━━━━━ The input ━━━━━

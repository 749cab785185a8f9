// ============================================================================
// LeakageMemo — tables mémoïsées (γ, φ) du planificateur dynamique
//
// Pré-calcul par programmation dynamique, consommé par dynpathblizer.rs :
//
//   γ(n, c, τ) : pour un nœud de taille n dont on sait que c éléments sont
//                dans Y, avec τ appels restants, la fuite espérée maximale
//                et le facteur de partition k* qui l'atteint.
//   φ(n, c)    : le plus petit τ pour lequel la fuite espérée atteint n
//                (budget de fuite totale). φ(n,0) = φ(n,n) = 0.
//
// La récurrence somme, pour chaque k, sur les compositions possibles du
// cardinal c de l'enfant gauche, pondérées par la probabilité
// hypergéométrique C(c_n,c)·C(n−c_n,k−c)/C(n,k), en envisageant les deux
// ordres d'exploration (gauche d'abord / droite d'abord).
//
// Représentation : tableaux denses indexés par (n, c, τ) avec c ≤ n et
// τ ≤ n. Les clés textuelles "S(n,c,τ)" de la version de recherche sont un
// accident d'implémentation, pas une sémantique : ici l'indexation est
// directe. Symétrie maintenue à l'écriture : γ(n,c,τ) = γ(n,n−c,τ).
//
// Une fois construit, le mémo est immuable et partageable entre attaques.
// Une entrée absente à la lecture est fatale : cela signale un mémo
// construit pour un n_max trop petit (panic avec message explicite).
// ============================================================================

const UNSET: usize = usize::MAX;

pub struct LeakageMemo {
    size: usize,
    // gamma[n][c][tau] = (fuite espérée, k*)
    gamma: Vec<Vec<Vec<(f64, usize)>>>,
    // phi[n][c] = budget minimal de fuite totale
    phi: Vec<Vec<usize>>,
}

// ─────────────────────────────────────────────────────────
// Coefficient binomial en flottant, produit incrémental.
// Précision relative ~1e-14, largement suffisante pour des
// rapports de probabilités hypergéométriques.
// ─────────────────────────────────────────────────────────
fn comb(n: usize, k: usize) -> f64 {
    if k > n {
        return 0.0;
    }
    let k = k.min(n - k);
    let mut acc = 1.0f64;
    for i in 0..k {
        acc = acc * (n - i) as f64 / (i + 1) as f64;
    }
    acc
}

impl LeakageMemo {
    /// Construit les tables γ et φ pour tous les états (n, c, τ) avec
    /// n ≤ `size`. Coût O(size⁴) environ : size = 200 reste confortable.
    pub fn build(size: usize) -> LeakageMemo {
        let mut gamma: Vec<Vec<Vec<(f64, usize)>>> = (0..=size)
            .map(|n| vec![vec![(f64::NAN, 0usize); n + 1]; n + 1])
            .collect();
        let mut phi: Vec<Vec<usize>> = (0..=size).map(|n| vec![UNSET; n + 1]).collect();

        // Cas de base n = 1 : un singleton est entièrement déterminé
        if size >= 1 {
            for c in 0..=1 {
                for t in 0..=1 {
                    gamma[1][c][t] = (1.0, 0);
                }
                phi[1][c] = 0;
            }
        }

        for n in 2..=size {
            for c_n in 0..=n.div_ceil(2) {
                let c_rev = n - c_n;
                for tau in 0..=n {
                    if c_n == 0 || c_n == n {
                        // État déjà résolu : fuite n sans aucun appel
                        phi[n][c_n] = 0;
                        phi[n][c_rev] = 0;
                        for t in 0..=n {
                            gamma[n][c_n][t] = (n as f64, 0);
                            gamma[n][c_rev][t] = (n as f64, 0);
                        }
                        break;
                    } else if tau >= n {
                        gamma[n][c_n][tau] = (n as f64, n / 2);
                        gamma[n][c_rev][tau] = (n as f64, n / 2);
                    } else if tau == 0 {
                        gamma[n][c_n][tau] = (0.0, 0);
                        gamma[n][c_rev][tau] = (0.0, 0);
                    } else {
                        let mut expected_leakage = 0.0f64;
                        let mut max_k = 0usize;

                        for k in 1..=(n / 2) {
                            let mut left_leakage = 0.0f64;
                            let mut right_leakage = 0.0f64;

                            let c_min = c_n.saturating_sub(n - k);
                            let c_max = k.min(c_n);
                            for c in c_min..=c_max {
                                let prob = comb(c_n, c) * comb(n - c_n, k - c) / comb(n, k);
                                let left_call_need = phi[k][c];
                                let right_call_need = phi[n - k][c_n - c];
                                debug_assert!(
                                    left_call_need != UNSET && right_call_need != UNSET,
                                    "φ enfant non calculé pour ({k},{c}) ou ({},{})",
                                    n - k,
                                    c_n - c
                                );

                                // Exploration de l'enfant gauche d'abord
                                if tau - 1 < left_call_need {
                                    left_leakage += prob * gamma[k][c][tau - 1].0;
                                    // L'autre sous-état peut être gratuit s'il est
                                    // déjà entièrement déterminé
                                    if c_n == c || c_n - c == n - k {
                                        left_leakage += prob * (n - k) as f64;
                                    }
                                } else {
                                    left_leakage += prob * k as f64;
                                    if tau - 1 - left_call_need < right_call_need {
                                        left_leakage +=
                                            prob * gamma[n - k][c_n - c][tau - 1 - left_call_need].0;
                                    } else {
                                        left_leakage += prob * (n - k) as f64;
                                    }
                                }

                                // Exploration de l'enfant droit d'abord
                                if tau - 1 < right_call_need {
                                    right_leakage += prob * gamma[n - k][c_n - c][tau - 1].0;
                                    if c == 0 || c == k {
                                        right_leakage += prob * k as f64;
                                    }
                                } else {
                                    right_leakage += prob * (n - k) as f64;
                                    if tau - 1 - right_call_need < left_call_need {
                                        right_leakage +=
                                            prob * gamma[k][c][tau - 1 - right_call_need].0;
                                    } else {
                                        right_leakage += prob * k as f64;
                                    }
                                }
                            }

                            if left_leakage >= expected_leakage {
                                expected_leakage = left_leakage;
                                max_k = max_k.max(k);
                            }
                            if right_leakage >= expected_leakage {
                                expected_leakage = right_leakage;
                                max_k = max_k.max(k);
                            }
                        }

                        gamma[n][c_n][tau] = (expected_leakage, max_k);
                        gamma[n][c_rev][tau] = (expected_leakage, max_k);

                        // Tolérance : les poids hypergéométriques ne somment à 1
                        // qu'aux arrondis f64 près, la saturation ne doit pas
                        // échapper d'un ulp
                        if expected_leakage >= n as f64 - 1e-9 {
                            // Première saturation : φ est atteint, les budgets
                            // supérieurs sont figés à la fuite totale
                            phi[n][c_n] = phi[n][c_n].min(tau);
                            phi[n][c_rev] = phi[n][c_rev].min(tau);
                            for t in (tau + 1)..=n {
                                gamma[n][c_n][t] = (n as f64, n / 2);
                                gamma[n][c_rev][t] = (n as f64, n / 2);
                            }
                            break;
                        }
                    }
                }
            }
        }

        LeakageMemo { size, gamma, phi }
    }

    pub fn size(&self) -> usize {
        self.size
    }

    /// Lecture γ(n, c, τ) : (fuite espérée, k*).
    pub fn gamma(&self, n: usize, c: usize, tau: usize) -> (f64, usize) {
        match self
            .gamma
            .get(n)
            .and_then(|by_c| by_c.get(c))
            .and_then(|by_tau| by_tau.get(tau))
            .copied()
        {
            Some((leakage, k)) if !leakage.is_nan() => (leakage, k),
            _ => panic!(
                "entrée gamma({n},{c},{tau}) absente : mémo construit pour n_max={}",
                self.size
            ),
        }
    }

    /// Lecture φ(n, c) : budget minimal de fuite totale.
    pub fn phi(&self, n: usize, c: usize) -> usize {
        match self.phi.get(n).and_then(|by_c| by_c.get(c)).copied() {
            Some(v) if v != UNSET => v,
            _ => panic!(
                "entrée phi({n},{c}) absente : mémo construit pour n_max={}",
                self.size
            ),
        }
    }
}

// ============================================================================
// Tests unitaires
// ============================================================================
#[cfg(test)]
mod tests {
    use super::*;

    #[test]
    fn test_cas_de_base() {
        let memo = LeakageMemo::build(1);
        assert_eq!(memo.gamma(1, 0, 0), (1.0, 0));
        assert_eq!(memo.gamma(1, 1, 1), (1.0, 0));
        assert_eq!(memo.phi(1, 0), 0);
        assert_eq!(memo.phi(1, 1), 0);
    }

    #[test]
    fn test_etat_n4_fuite_totale() {
        let memo = LeakageMemo::build(4);
        let (leakage, _) = memo.gamma(4, 2, 4);
        assert_eq!(leakage, 4.0);
        assert!(memo.phi(4, 2) <= 4);
        // États résolus : aucune interrogation nécessaire
        assert_eq!(memo.phi(4, 0), 0);
        assert_eq!(memo.phi(4, 4), 0);
    }

    #[test]
    fn test_symetrie_gamma_phi() {
        let size = 9;
        let memo = LeakageMemo::build(size);
        for n in 1..=size {
            for c in 0..=n {
                assert_eq!(memo.phi(n, c), memo.phi(n, n - c), "phi({n},{c})");
                for tau in 0..=n {
                    assert_eq!(
                        memo.gamma(n, c, tau),
                        memo.gamma(n, n - c, tau),
                        "gamma({n},{c},{tau})"
                    );
                }
            }
        }
    }

    #[test]
    fn test_bornes_et_monotonie_en_tau() {
        let size = 9;
        let memo = LeakageMemo::build(size);
        for n in 1..=size {
            for c in 0..=n {
                let mut prev = -1.0f64;
                for tau in 0..=n {
                    let (leakage, k) = memo.gamma(n, c, tau);
                    assert!(
                        (0.0..=n as f64 + 1e-9).contains(&leakage),
                        "gamma({n},{c},{tau}) = {leakage} hors bornes"
                    );
                    assert!(leakage >= prev - 1e-9, "fuite non monotone en τ");
                    assert!(k <= n / 2);
                    prev = leakage;
                }
            }
        }
    }

    #[test]
    fn test_phi_borne_par_n() {
        let size = 10;
        let memo = LeakageMemo::build(size);
        for n in 1..=size {
            for c in 0..=n {
                assert!(memo.phi(n, c) <= n, "phi({n},{c}) > n");
            }
        }
    }

    #[test]
    #[should_panic(expected = "absente")]
    fn test_lecture_hors_memo_fatale() {
        let memo = LeakageMemo::build(4);
        memo.gamma(5, 2, 3);
    }
}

━━━━━

• **Exercise brief**: Make a copy of each line in the records above that has the word "self".

• **Response area**:
    pub fn size(&self) -> usize {
        self.size
    pub fn gamma(&self, n: usize, c: usize, tau: usize) -> (f64, usize) {
        match self
                self.size
    pub fn phi(&self, n: usize, c: usize) -> usize {
        match self.phi.get(n).and_then(|by_c| by_c.get(c)).copied() {
                self.size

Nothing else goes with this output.